News

Development of an AI system: CNIL issues guidelines regarding collection of data via web scraping

27 June 2025

Chronicle of Data Protection banner image

On 19 June 2025, CNIL published two additional “how-to-sheets” on artificial intelligence, one on the legitimate interest and the other on the collection of data via web scraping. These documents aim to clarify the rules applicable to the creation of training datasets containing personal data.

On June 19, 2025, CNIL published two additional “how-to-sheets” on artificial intelligence. The first one sets out the conditions under which the legal basis of legitimate interest may be used for the development of an AI system (see here our post), while the second focuses specifically on the collection of data via web scraping.

In its second "how-to-sheet,” CNIL details the measures to be taken for proper collection of data via web scraping. The widespread use of web scraping has indeed significantly changed how the Internet is used, making all data published online potentially accessible, collectable, and reusable. This practice raises significant risks for data subjects, including:

Infringements of privacy and other rights protected under the GDPR (due to the volume of data collected, the sensitivity of certain data, the inclusion of vulnerable individuals, and challenges in exercising rights);
The risk of unlawful data collection, particularly where intellectual property rights or consent requirements are at stake; and
Impacts on freedom of expression, including chilling effects or self-censorship.

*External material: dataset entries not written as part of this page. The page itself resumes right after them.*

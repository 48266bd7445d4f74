//! Error types for dataset discovery, capability calls and response decoding.

use std::path::PathBuf;
use thiserror::Error;

use crate::transport::{BoxError, Method};
use crate::types::CapabilityKind;

/// Errors raised by the client.
///
/// A non-success HTTP status is not an error: it comes back to the caller as
/// [`Outcome::Failure`](crate::Outcome::Failure). The variants here always
/// surface, whatever [`ResponseMode`](crate::ResponseMode) was asked for.
#[derive(Debug, Error)]
pub enum Error {
    // Capability errors (exit code 2)
    #[error("dataset has no {kind} api")]
    CapabilityUnavailable { kind: CapabilityKind },

    // Decode errors (exit code 2)
    #[error("cannot decode {format} response: {message}")]
    Decode {
        format: &'static str,
        message: String,
    },

    #[error("cannot encode {format}: {message}")]
    Encode {
        format: &'static str,
        message: String,
    },

    #[error("SPARQL select result binding for \"{variable}\" is not a URI, Literal or BNode")]
    MalformedBinding { variable: String },

    // Configuration errors (exit code 2)
    #[error("invalid configuration: {message}")]
    Configuration { message: String },

    // IO errors (exit code 3)
    #[error("{method} {url} failed: {source}")]
    Transport {
        method: Method,
        url: String,
        #[source]
        source: BoxError,
    },

    #[error("file not found: {path}")]
    FileNotFound { path: PathBuf },

    #[error("cannot read {path}: {source}")]
    ReadError {
        path: PathBuf,
        #[source]
        source: std::io::Error,
    },
}

impl Error {
    /// Returns the exit code for this error type.
    pub fn exit_code(&self) -> i32 {
        match self {
            Error::Transport { .. } | Error::FileNotFound { .. } | Error::ReadError { .. } => 3,
            _ => 2,
        }
    }

    pub(crate) fn decode(format: &'static str, message: impl ToString) -> Self {
        Error::Decode {
            format,
            message: message.to_string(),
        }
    }

    pub(crate) fn encode(format: &'static str, message: impl ToString) -> Self {
        Error::Encode {
            format,
            message: message.to_string(),
        }
    }

    pub(crate) fn sub_graph_unsupported() -> Self {
        Error::Configuration {
            message: "graph_uri not currently supported".to_string(),
        }
    }
}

Although web scraping is not prohibited per se, the CNIL emphasizes the need for a case-by-case assessment and calls for the implementation of appropriate safeguards. It also recommends the introduction of specific legislation to regulate scraping practices by public authorities. In the absence of such a framework, the CNIL reminds controllers of their obligations and sets out the conditions under which these practices may be used for training AI systems.

Complying with mandatory measures under the GDPR

The CNIL reiterates that certain measures are mandatory, particularly under the data minimization principle (Article 5.1(c) of the GDPR). This includes:

Defining specific collection criteria in advance;
Excluding unnecessary categories of data, such as banking or geolocation data, using filters;
Where filtering is not feasible, excluding certain types of websites, such as those predominantly used by minors or that structurally contain sensitive data or information on vulnerable individuals;
Deleting non-relevant data collected in error as soon as they are identified;
Excluding websites that clearly object to scraping, through mechanisms such as robots.txt files or CAPTCHA barriers.

The CNIL emphasizes that special attention must be paid to sensitive data, given the large volumes typically involved. Residual and unintentional collection of such data, despite precautions, is not unlawful per se, as confirmed by the CJEU (Case C-136/17). However, once a controller becomes aware that it is processing sensitive data, it must ensure immediate deletion, using automated means where possible.

Additionally, the CNIL recalls that processing sensitive data is only permitted by way of exception, notably where the data have been manifestly made public by the data subject. This requires a clear, positive action by the individual, made knowingly (CJEU, Case C-252/21, Meta Platforms).

Respecting reasonable expectations

To ensure the balance required under the legitimate interest basis, the controller must also take into account the reasonable expectations of data subjects. In this respect, the CNIL refers to the following criteria:

Nature of the relationship between the data subjects and the controller;
Explicit restrictions imposed by websites (e.g. T&Cs, robots.txt, CAPTCHA): failure to comply with such restrictions means that the processing does not meet reasonable expectations;
Nature of the source website (e.g. social media, forums);
Type of content (e.g. public blog post vs. restricted social media post);
Public accessibility of the data (or lack thereof).

Implementing additional safeguards

Finally, the CNIL stresses that the controller will generally need to implement additional safeguards to mitigate the impact on data subjects' rights and freedoms, particularly in view of the intended use of the trained AI system and its actual impact on data subjects. The controller must assess on a case-by-case basis whether such safeguards are required, depending on the specific modalities of the processing. Recommended safeguards include:

Establishing an exclusion list of websites by default, especially those hosting sensitive or highly intrusive data (e.g. health forums, pornographic websites, genealogical databases);
Excluding websites that oppose scraping, either through their terms of use or through explicit technical measures;
Limiting collection to data that is freely accessible and that individuals are aware they are making publicly available;
Providing broad information to data subjects, using various channels (e.g. website, social media, published list of scraped websites, or in collaboration with website publishers);
Providing a prior and effective right to object, supported by appropriate technical mechanisms (e.g. opt-out systems, suppression lists);
Applying anonymization or, failing that, pseudonymization measures immediately after collection;
Preventing data reidentification or linkage using identifiers, unless such linkage is demonstrably necessary, for example.